A two-part framework governs whether a defendant is entitled to qualified immunity. First, [the court] inquire[s] whether the facts, taken most favorably to the party opposing summary judgment, make out a constitutional violation. Second, [the court] inquire[s] whether the violated right was clearly established at the time that the offending conduct occurred. The second, "clearly established, " step itself encompasses two questions: whether the contours of the right, in general, were sufficiently clear, and whether, under the specific facts of the case, a reasonable defendant would have understood that he was violating the right.
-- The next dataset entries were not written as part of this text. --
//! In-memory document for component tests.
//!
//! Supports the selector subset the components use: `tag`, `.class`,
//! `[attr]` and comma-separated lists of those.

use std::cell::RefCell;
use std::collections::{BTreeMap, HashMap};

use super::{Listener, View};
use crate::error::UiResult;

#[derive(Debug, Clone, Copy, PartialEq, Eq, Hash)]
pub struct NodeId(usize);

#[derive(Debug, Default)]
struct NodeData {
    tag: String,
    attrs: BTreeMap<String, String>,
    classes: Vec<String>,
    text: String,
    value: String,
    parent: Option<usize>,
    children: Vec<usize>,
}

#[derive(Debug, Default)]
struct State {
    nodes: Vec<NodeData>,
    active: Option<usize>,
    submitted: Vec<usize>,
}

const ROOT: usize = 0;
const BODY: usize = 1;

/// Tag reported for text nodes
pub const TEXT_TAG: &str = "#text";

pub struct FakeDocument {
    state: RefCell<State>,
    listeners: RefCell<HashMap<(usize, String), Vec<Listener>>>,
}

impl FakeDocument {
    pub fn new() -> Self {
        let doc = Self {
            state: RefCell::new(State::default()),
            listeners: RefCell::new(HashMap::new()),
        };
        let root = doc.create_element("html");
        let body = doc.create_element("body");
        debug_assert_eq!((root.0, body.0), (ROOT, BODY));
        doc.append_child(&root, &body);
        doc
    }

    pub fn body_id(&self) -> NodeId {
        NodeId(BODY)
    }

    /// Create `tag` under `parent` with the given attributes (`class` is split)
    pub fn add(&self, parent: NodeId, tag: &str, attrs: &[(&str, &str)]) -> NodeId {
        let node = self.create_element(tag);
        for (name, value) in attrs {
            if *name == "class" {
                for class in value.split_whitespace() {
                    self.add_class(&node, class);
                }
            } else {
                self.set_attribute(&node, name, value);
            }
        }
        self.append_child(&parent, &node);
        node
    }

    pub fn has_class(&self, node: NodeId, class: &str) -> bool {
        self.state.borrow().nodes[node.0].classes.iter().any(|c| c == class)
    }

    pub fn tag(&self, node: NodeId) -> String {
        self.state.borrow().nodes[node.0].tag.clone()
    }

    pub fn children(&self, node: NodeId) -> Vec<NodeId> {
        self.state.borrow().nodes[node.0]
            .children
            .iter()
            .map(|&c| NodeId(c))
            .collect()
    }

    /// Concatenated text of the subtree
    pub fn text_content(&self, node: NodeId) -> String {
        let state = self.state.borrow();
        let mut out = String::new();
        let mut stack = vec![node.0];
        while let Some(idx) = stack.pop() {
            out.push_str(&state.nodes[idx].text);
            stack.extend(state.nodes[idx].children.iter().rev());
        }
        out
    }

    pub fn is_connected(&self, node: NodeId) -> bool {
        let state = self.state.borrow();
        let mut cur = Some(node.0);
        while let Some(idx) = cur {
            if idx == ROOT {
                return true;
            }
            cur = state.nodes[idx].parent;
        }
        false
    }

    pub fn listener_count(&self, node: NodeId, event: &str) -> usize {
        self.listeners
            .borrow()
            .get(&(node.0, event.to_string()))
            .map_or(0, Vec::len)
    }

    /// Dispatch `event` to the listeners of `node`
    pub fn fire(&self, node: NodeId, event: &str) -> UiResult<()> {
        let key = (node.0, event.to_string());
        let mut handlers = self.listeners.borrow_mut().remove(&key).unwrap_or_default();
        let mut result = Ok(());
        for handler in handlers.iter_mut() {
            if let Err(e) = handler() {
                result = Err(e);
                break;
            }
        }
        let mut listeners = self.listeners.borrow_mut();
        let slot = listeners.entry(key).or_default();
        handlers.append(slot);
        *slot = handlers;
        result
    }

    /// Type into a control and fire `change`
    pub fn change_value(&self, node: NodeId, value: &str) -> UiResult<()> {
        self.set_value(&node, value);
        self.fire(node, "change")
    }

    pub fn submitted(&self) -> Vec<NodeId> {
        self.state.borrow().submitted.iter().map(|&i| NodeId(i)).collect()
    }

    fn matches(&self, idx: usize, selector: &str) -> bool {
        let state = self.state.borrow();
        let node = &state.nodes[idx];
        selector.split(',').map(str::trim).any(|part| {
            if let Some(class) = part.strip_prefix('.') {
                node.classes.iter().any(|c| c == class)
            } else if let Some(attr) = part.strip_prefix('[').and_then(|p| p.strip_suffix(']')) {
                node.attrs.contains_key(attr)
            } else {
                node.tag.eq_ignore_ascii_case(part)
            }
        })
    }

    fn descendants(&self, idx: usize) -> Vec<usize> {
        let state = self.state.borrow();
        let mut out = Vec::new();
        let mut stack: Vec<usize> = state.nodes[idx].children.iter().rev().copied().collect();
        while let Some(next) = stack.pop() {
            out.push(next);
            stack.extend(state.nodes[next].children.iter().rev());
        }
        out
    }

    fn is_control(&self, idx: usize) -> bool {
        matches!(
            self.state.borrow().nodes[idx].tag.as_str(),
            "input" | "textarea" | "select"
        )
    }
}

impl View for FakeDocument {
    type Node = NodeId;

    fn element_by_id(&self, id: &str) -> Option<NodeId> {
        self.descendants(ROOT)
            .into_iter()
            .find(|&idx| self.state.borrow().nodes[idx].attrs.get("id").map(String::as_str) == Some(id))
            .map(NodeId)
    }

    fn body(&self) -> Option<NodeId> {
        Some(NodeId(BODY))
    }

    fn document_element(&self) -> Option<NodeId> {
        Some(NodeId(ROOT))
    }

    fn active_element(&self) -> Option<NodeId> {
        Some(NodeId(self.state.borrow().active.unwrap_or(BODY)))
    }

    fn create_element(&self, tag: &str) -> NodeId {
        let mut state = self.state.borrow_mut();
        state.nodes.push(NodeData {
            tag: tag.to_ascii_lowercase(),
            ..NodeData::default()
        });
        NodeId(state.nodes.len() - 1)
    }

    fn query_first(&self, scope: &NodeId, selector: &str) -> Option<NodeId> {
        self.descendants(scope.0)
            .into_iter()
            .find(|&idx| self.matches(idx, selector))
            .map(NodeId)
    }

    fn query_all(&self, scope: &NodeId, selector: &str) -> Vec<NodeId> {
        self.descendants(scope.0)
            .into_iter()
            .filter(|&idx| self.matches(idx, selector))
            .map(NodeId)
            .collect()
    }

    fn closest(&self, node: &NodeId, selector: &str) -> Option<NodeId> {
        let mut cur = Some(node.0);
        while let Some(idx) = cur {
            if self.matches(idx, selector) {
                return Some(NodeId(idx));
            }
            cur = self.state.borrow().nodes[idx].parent;
        }
        None
    }

    fn attribute(&self, node: &NodeId, name: &str) -> Option<String> {
        self.state.borrow().nodes[node.0].attrs.get(name).cloned()
    }

    fn set_attribute(&self, node: &NodeId, name: &str, value: &str) {
        self.state.borrow_mut().nodes[node.0]
            .attrs
            .insert(name.to_string(), value.to_string());
    }

    fn add_class(&self, node: &NodeId, class: &str) {
        let mut state = self.state.borrow_mut();
        let classes = &mut state.nodes[node.0].classes;
        if !classes.iter().any(|c| c == class) {
            classes.push(class.to_string());
        }
    }

    fn remove_class(&self, node: &NodeId, class: &str) {
        self.state.borrow_mut().nodes[node.0].classes.retain(|c| c != class);
    }

    fn set_text(&self, node: &NodeId, text: &str) {
        let children = std::mem::take(&mut self.state.borrow_mut().nodes[node.0].children);
        let mut state = self.state.borrow_mut();
        for child in children {
            state.nodes[child].parent = None;
        }
        state.nodes[node.0].text = text.to_string();
    }

    fn value(&self, node: &NodeId) -> String {
        if self.is_control(node.0) {
            self.state.borrow().nodes[node.0].value.clone()
        } else {
            String::new()
        }
    }

    fn set_value(&self, node: &NodeId, value: &str) {
        if self.is_control(node.0) {
            self.state.borrow_mut().nodes[node.0].value = value.to_string();
        }
    }

    fn focus(&self, node: &NodeId) {
        self.state.borrow_mut().active = Some(node.0);
    }

    fn append_child(&self, parent: &NodeId, child: &NodeId) {
        self.remove(child);
        let mut state = self.state.borrow_mut();
        state.nodes[child.0].parent = Some(parent.0);
        state.nodes[parent.0].children.push(child.0);
    }

    fn append_text(&self, parent: &NodeId, text: &str) {
        let node = self.create_element(TEXT_TAG);
        self.state.borrow_mut().nodes[node.0].text = text.to_string();
        self.append_child(parent, &node);
    }

    fn remove(&self, node: &NodeId) {
        let mut state = self.state.borrow_mut();
        if let Some(parent) = state.nodes[node.0].parent.take() {
            state.nodes[parent].children.retain(|&c| c != node.0);
        }
    }

    fn request_submit(&self, form: &NodeId) {
        self.state.borrow_mut().submitted.push(form.0);
    }

    fn listen(&self, node: &NodeId, event: &str, handler: Listener) {
        self.listeners
            .borrow_mut()
            .entry((node.0, event.to_string()))
            .or_default()
            .push(handler);
    }
}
Ford v. Bender, 768 F.3d 15, 23 (1st Cir. 2014) (citations omitted). See Wesby, 138 S.Ct. at 589-90; Tolan, 134 S.Ct. at 1865-66.

         The First Circuit has recognized the challenges of applying the qualified immunity standard at the summary judgment stage. See Washington, 2018 WL 1718629, at *3.

The difficulty arises because the summary judgment standard requires absolute deference to the nonmovant's factual assertions (as long as those assertions are put forward on personal knowledge or otherwise documented by materials of evidentiary quality), whereas qualified immunity, when raised on summary judgment, demands deference to the reasonable, if mistaken, actions of the movant.

Morelli v. Webster, 552 F.3d 12, 18-19 (1st Cir. 2009) (internal citations omitted). "To ease the difficulty, the First Circuit instructs lower courts to 'first identify[] the version of events that best comports with the summary judgment standard and then ask[] whether, given that set of facts, a reasonable officer should have known that his actions were unlawful.'" Washington, 2018 WL 1718629, at *3 (alteration in original) (quoting Morelli, 552 F.3d at 19). "[C]ourts may not resolve genuine disputes of fact in favor of the party seeking summary judgment." Tolan, 134 S.Ct. at 1866.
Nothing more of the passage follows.